Keywords: quantum phase slips; quantum phase transitions; RG equations
Quantum fluctuations dominate the physics of superconducting nanowires at sufficiently low temperatures making their behavior markedly different from that of bulk superconductors [1-4]. Many interesting properties of such nanowires are attributed to the effect of quantum phase slips (QPSs) which correspond to fluctuation-induced local temporal suppression of the superconducting order parameter inside the wire accompanied by the phase slippage process and quantum fluctuations of the voltage in the form of pulses.

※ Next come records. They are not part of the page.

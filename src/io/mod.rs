//! Mesh I/O for [`MeshHierarchy`].
//!
//! This module provides trait-based readers and writers plus a path-based
//! factory ([`MeshFormat::from_path`]) that picks a backend from the file
//! extension. Only the MDPA text format is built in; MED and HDF5 paths are
//! recognized but rejected.

pub mod mdpa;
pub mod vtk;

use crate::mesh_error::MeshRefineError;
use crate::topology::hierarchy::MeshHierarchy;
use std::fs::{self, File};
use std::io::{BufReader, BufWriter, Read, Write};
use std::path::{Path, PathBuf};

/// Trait for mesh readers that produce a scoped hierarchy.
pub trait MeshReader {
    /// Parse a hierarchy whose root scope is called `name`.
    fn read<R: Read>(&self, name: &str, reader: R) -> Result<MeshHierarchy, MeshRefineError>;
}

/// Trait for mesh writers that serialize a scoped hierarchy.
pub trait MeshWriter {
    fn write<W: Write>(&self, writer: W, mesh: &MeshHierarchy) -> Result<(), MeshRefineError>;
}

/// On-disk mesh formats known to the factory.
#[derive(Clone, Copy, Debug, PartialEq, Eq)]
pub enum MeshFormat {
    Mdpa,
}

impl MeshFormat {
    /// Picks a format from the (case-insensitive) extension of `path`.
    ///
    /// # Errors
    /// [`MeshRefineError::UnsupportedFileFormat`] for a missing or unknown
    /// extension, and for `.med`/`.h5`/`.hdf5`, whose backends are not built.
    pub fn from_path(path: &Path) -> Result<Self, MeshRefineError> {
        let ext = path
            .extension()
            .and_then(|e| e.to_str())
            .map(str::to_ascii_lowercase)
            .unwrap_or_default();
        match ext.as_str() {
            "mdpa" => Ok(MeshFormat::Mdpa),
            "med" | "h5" | "hdf5" => Err(MeshRefineError::UnsupportedFileFormat(format!(
                ".{ext} (backend not built)"
            ))),
            "" => Err(MeshRefineError::UnsupportedFileFormat(format!(
                "{} has no extension",
                path.display()
            ))),
            _ => Err(MeshRefineError::UnsupportedFileFormat(format!(".{ext}"))),
        }
    }
}

/// Root scope name for a mesh read from `path`: the file stem.
pub fn model_name(path: &Path) -> String {
    path.file_stem()
        .map(|s| s.to_string_lossy().into_owned())
        .unwrap_or_else(|| "main".to_string())
}

/// Reads a hierarchy from `path`, naming the root after the file stem.
pub fn read_mesh(path: impl AsRef<Path>) -> Result<MeshHierarchy, MeshRefineError> {
    let path = path.as_ref();
    let format = MeshFormat::from_path(path)?;
    let file = File::open(path)?;
    let mesh = match format {
        MeshFormat::Mdpa => mdpa::MdpaReader.read(&model_name(path), BufReader::new(file))?,
    };
    log::debug!(
        "read `{}` from {}: {} nodes, {} elements, {} conditions",
        mesh.name(),
        path.display(),
        mesh.node_count(),
        mesh.element_count(),
        mesh.condition_count()
    );
    Ok(mesh)
}

/// Appends `.mdpa` to a path given as a bare model name.
///
/// Paths that already carry an extension are returned unchanged, so the
/// format factory still rejects unknown ones.
pub fn with_default_extension(path: &Path) -> PathBuf {
    if path.extension().is_some() {
        path.to_path_buf()
    } else {
        path.with_extension("mdpa")
    }
}

/// Writes `mesh` to `path` in the format picked from its extension.
///
/// See [`write_mesh_with`] for the no-partial-file guarantee.
pub fn write_mesh(mesh: &MeshHierarchy, path: impl AsRef<Path>) -> Result<(), MeshRefineError> {
    let path = path.as_ref();
    match MeshFormat::from_path(path)? {
        MeshFormat::Mdpa => write_mesh_with(&mdpa::MdpaWriter, mesh, path),
    }
}

/// Writes `mesh` to `path` through `writer`.
///
/// The data goes to a temporary sibling that is renamed over `path` once
/// fully written. On any error the temporary is removed, so a failed write
/// never leaves a partial file behind.
pub fn write_mesh_with<M: MeshWriter>(
    writer: &M,
    mesh: &MeshHierarchy,
    path: &Path,
) -> Result<(), MeshRefineError> {
    let tmp = temp_sibling(path);
    let result = (|| {
        let mut out = BufWriter::new(File::create(&tmp)?);
        writer.write(&mut out, mesh)?;
        out.flush()?;
        Ok::<(), MeshRefineError>(())
    })();
    match result {
        Ok(()) => {
            fs::rename(&tmp, path)?;
            log::debug!("wrote `{}` to {}", mesh.name(), path.display());
            Ok(())
        }
        Err(e) => {
            if let Err(cleanup) = fs::remove_file(&tmp) {
                log::warn!("could not remove {}: {cleanup}", tmp.display());
            }
            Err(e)
        }
    }
}

fn temp_sibling(path: &Path) -> PathBuf {
    let mut name = path
        .file_name()
        .map(|n| n.to_os_string())
        .unwrap_or_default();
    name.push(".tmp");
    path.with_file_name(name)
}

#[cfg(test)]
mod tests {
    use super::*;

    #[test]
    fn extension_is_case_insensitive() {
        assert_eq!(MeshFormat::from_path(Path::new("a/b.MDPA")), Ok(MeshFormat::Mdpa));
        assert_eq!(MeshFormat::from_path(Path::new("plate.mdpa")), Ok(MeshFormat::Mdpa));
    }

    #[test]
    fn unsupported_extensions_are_rejected() {
        for p in ["mesh.vtk", "mesh.h5", "mesh.MED", "mesh"] {
            let err = MeshFormat::from_path(Path::new(p)).unwrap_err();
            assert!(matches!(err, MeshRefineError::UnsupportedFileFormat(_)), "{p}");
        }
        let err = MeshFormat::from_path(Path::new("x.obj")).unwrap_err();
        assert_eq!(err, MeshRefineError::UnsupportedFileFormat(".obj".into()));
    }

    #[test]
    fn model_name_is_file_stem() {
        assert_eq!(model_name(Path::new("/tmp/cavity.mdpa")), "cavity");
    }

    #[test]
    fn bare_names_get_mdpa_extension() {
        assert_eq!(
            with_default_extension(Path::new("out/cavity")),
            PathBuf::from("out/cavity.mdpa")
        );
        assert_eq!(
            with_default_extension(Path::new("cavity.MDPA")),
            PathBuf::from("cavity.MDPA")
        );
        assert_eq!(with_default_extension(Path::new("mesh.stl")), PathBuf::from("mesh.stl"));
    }

    /// Emits a partial header, then fails.
    struct TruncatingWriter;

    impl MeshWriter for TruncatingWriter {
        fn write<W: Write>(&self, mut writer: W, _mesh: &MeshHierarchy) -> Result<(), MeshRefineError> {
            writeln!(writer, "Begin Nodes")?;
            writeln!(writer, "    1  0.0  0.0  0.0")?;
            writer.flush()?;
            Err(MeshRefineError::Io("disk full".into()))
        }
    }

    #[test]
    fn failing_writer_leaves_neither_target_nor_temp() {
        let dir = tempfile::tempdir().unwrap();
        let target = dir.path().join("out.mdpa");
        let err = write_mesh_with(&TruncatingWriter, &MeshHierarchy::new("m"), &target)
            .unwrap_err();
        assert_eq!(err, MeshRefineError::Io("disk full".into()));
        assert!(!target.exists());
        assert!(!dir.path().join("out.mdpa.tmp").exists());
        assert_eq!(fs::read_dir(dir.path()).unwrap().count(), 0);
    }

    #[test]
    fn failing_writer_keeps_previous_file() {
        let dir = tempfile::tempdir().unwrap();
        let target = dir.path().join("out.mdpa");
        fs::write(&target, "previous").unwrap();
        write_mesh_with(&TruncatingWriter, &MeshHierarchy::new("m"), &target).unwrap_err();
        assert_eq!(fs::read_to_string(&target).unwrap(), "previous");
        assert!(!dir.path().join("out.mdpa.tmp").exists());
    }

    #[test]
    fn temp_file_sits_next_to_target() {
        assert_eq!(
            temp_sibling(Path::new("/out/fine.mdpa")),
            PathBuf::from("/out/fine.mdpa.tmp")
        );
    }
}
//! Coordinate transforms that leave topology unchanged.

use crate::topology::hierarchy::MeshHierarchy;
use rayon::prelude::*;

/// Multiplies every node coordinate of `mesh` by `factor`.
///
/// Ids, connectivity and scope membership are untouched. Nodes are owned by
/// the root arena, so each coordinate is scaled exactly once regardless of
/// how many scopes reference it.
pub fn scale_coordinates(mesh: &mut MeshHierarchy, factor: f64) {
    mesh.par_node_coords_mut().for_each(|xyz| {
        for c in xyz.iter_mut() {
            *c *= factor;
        }
    });
    log::debug!("scaled {} nodes of `{}` by {factor}", mesh.node_count(), mesh.name());
}
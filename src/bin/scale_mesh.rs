//! Multiplies every node coordinate of a mesh by a constant factor.
//!
//! ```text
//! scale_mesh plate_mm plate 0.001   # reads plate_mm.mdpa, writes plate.mdpa
//! ```

use clap::Parser;
use mesh_refine::algs::transform::scale_coordinates;
use mesh_refine::io::{read_mesh, with_default_extension, write_mesh};
use mesh_refine::mesh_error::MeshRefineError;
use std::path::PathBuf;
use std::process::ExitCode;

#[derive(Parser, Debug)]
#[command(name = "scale_mesh", version, about, long_about = None)]
struct Cli {
    /// Input mesh; `.mdpa` is appended when there is no extension
    input: PathBuf,
    /// Output mesh; `.mdpa` is appended when there is no extension
    output: PathBuf,
    /// Scale factor, e.g. 0.001 to convert millimetres to metres
    factor: f64,
    #[arg(short, long)]
    verbose: bool,
}

fn run(cli: &Cli) -> Result<(), MeshRefineError> {
    let input = with_default_extension(&cli.input);
    let output = with_default_extension(&cli.output);

    let mut mesh = read_mesh(&input)?;
    scale_coordinates(&mut mesh, cli.factor);
    write_mesh(&mesh, &output)?;
    println!("{}", mesh.summary());
    Ok(())
}

fn main() -> ExitCode {
    let cli = Cli::parse();
    let level = if cli.verbose { "debug" } else { "info" };
    env_logger::Builder::from_env(env_logger::Env::default().default_filter_or(level)).init();

    match run(&cli) {
        Ok(()) => ExitCode::SUCCESS,
        Err(e) => {
            eprintln!("scale_mesh: {e}");
            ExitCode::FAILURE
        }
    }
}
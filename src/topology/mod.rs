//! Mesh topology: identifiers, entities, edges and the scope hierarchy.

pub mod edge;
pub mod entity;
pub mod hierarchy;
pub mod id;
pub mod validation;
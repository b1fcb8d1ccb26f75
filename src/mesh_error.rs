//! MeshRefineError: Unified error type for mesh-refine public APIs
//!
//! Every fallible operation in the crate returns this type. All variants are
//! fatal for a refinement run; they carry enough context (entity kind, id,
//! expected vs. found) to diagnose the input without re-running.

use crate::topology::edge::EdgeKey;
use crate::topology::entity::EntityKind;
use crate::topology::id::EntityId;
use thiserror::Error;

/// Unified error type for mesh-refine operations.
#[derive(Debug, Error, Clone, PartialEq)]
pub enum MeshRefineError {
    /// Attempted to construct an [`EntityId`] from zero.
    #[error("EntityId must be non-zero (0 is reserved as invalid/sentinel)")]
    InvalidEntityId,
    /// The identifier space of an entity kind is exhausted.
    #[error("identifier overflow while allocating a new {kind} id")]
    IdOverflow { kind: EntityKind },
    /// An element does not have 3 nodes, or a condition does not have 2.
    #[error("unsupported topology: {kind} {id} has {found} nodes, expected {expected}")]
    UnsupportedTopology {
        kind: EntityKind,
        id: EntityId,
        expected: usize,
        found: usize,
    },
    /// A scope references an entity that the root-level refinement never produced children for.
    #[error(
        "{kind} {id} referenced by scope `{scope}` has no refined children; \
         make sure this id is present in the root scope"
    )]
    MissingChildMapping {
        kind: EntityKind,
        scope: String,
        id: EntityId,
    },
    /// The file extension does not map to any mesh backend.
    #[error("unsupported mesh file format: `{0}`")]
    UnsupportedFileFormat(String),
    /// A child scope with this name already exists under `parent`.
    #[error("scope `{parent}` already has a child scope named `{name}`")]
    DuplicateScope { parent: String, name: String },
    /// No child scope with this name exists under `parent`.
    #[error("scope `{parent}` has no child scope named `{name}`")]
    MissingScope { parent: String, name: String },
    /// The owning arena already holds an entity with this id.
    #[error("duplicate {kind} id {id}")]
    DuplicateEntity { kind: EntityKind, id: EntityId },
    /// An entity is referenced where it is not reachable (arena or parent scope).
    #[error("{kind} {id} is not present in scope `{scope}`")]
    UnknownEntity {
        kind: EntityKind,
        id: EntityId,
        scope: String,
    },
    /// Refinement looked up an edge that was never registered.
    #[error("no midpoint registered for edge {a}-{b}")]
    MissingMidpoint { a: EntityId, b: EntityId },
    /// An edge is shared by more than two elements.
    #[error("non-manifold edge {edge}: {incident} incident elements")]
    NonManifoldEdge { edge: EdgeKey, incident: usize },
    /// The worker pool could not be created.
    #[error("failed to build worker pool: {0}")]
    ThreadPool(String),
    /// Malformed mesh file content.
    #[error("mesh parse error at line {line}: {message}")]
    MeshIoParse { line: usize, message: String },
    /// Underlying I/O failure.
    #[error("I/O error: {0}")]
    Io(String),
}

impl From<std::io::Error> for MeshRefineError {
    fn from(err: std::io::Error) -> Self {
        MeshRefineError::Io(err.to_string())
    }
}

By applying a bias current the symmetry between positive and negative voltage pulses is broken and, as a result, a superconducting nanowire acquires a non-vanishing electrical resistance down to the lowest temperatures [5,6]. This effect was directly observed in a number of experiments [7-10].
Likewise, quantum phase slips in superconducting nanowires yield shot noise of the voltage [11] which originates from the process of quantum tunneling of magnetic flux quanta across the wire. One can also proceed beyond the voltage–voltage correlator and evaluate all cumulants of the voltage operator, thus deriving full counting statistics of quantum phase slips [12]. This theory enables one to obtain a complete description of superconducting fluctuations in such nanowires. Interesting QPS-related effects also occur in superconducting nanorings which can be employed, for example, for possible realization of superconducting qubits [13]. Such effects were investigated theoretically [14] and observed experimentally [15,16].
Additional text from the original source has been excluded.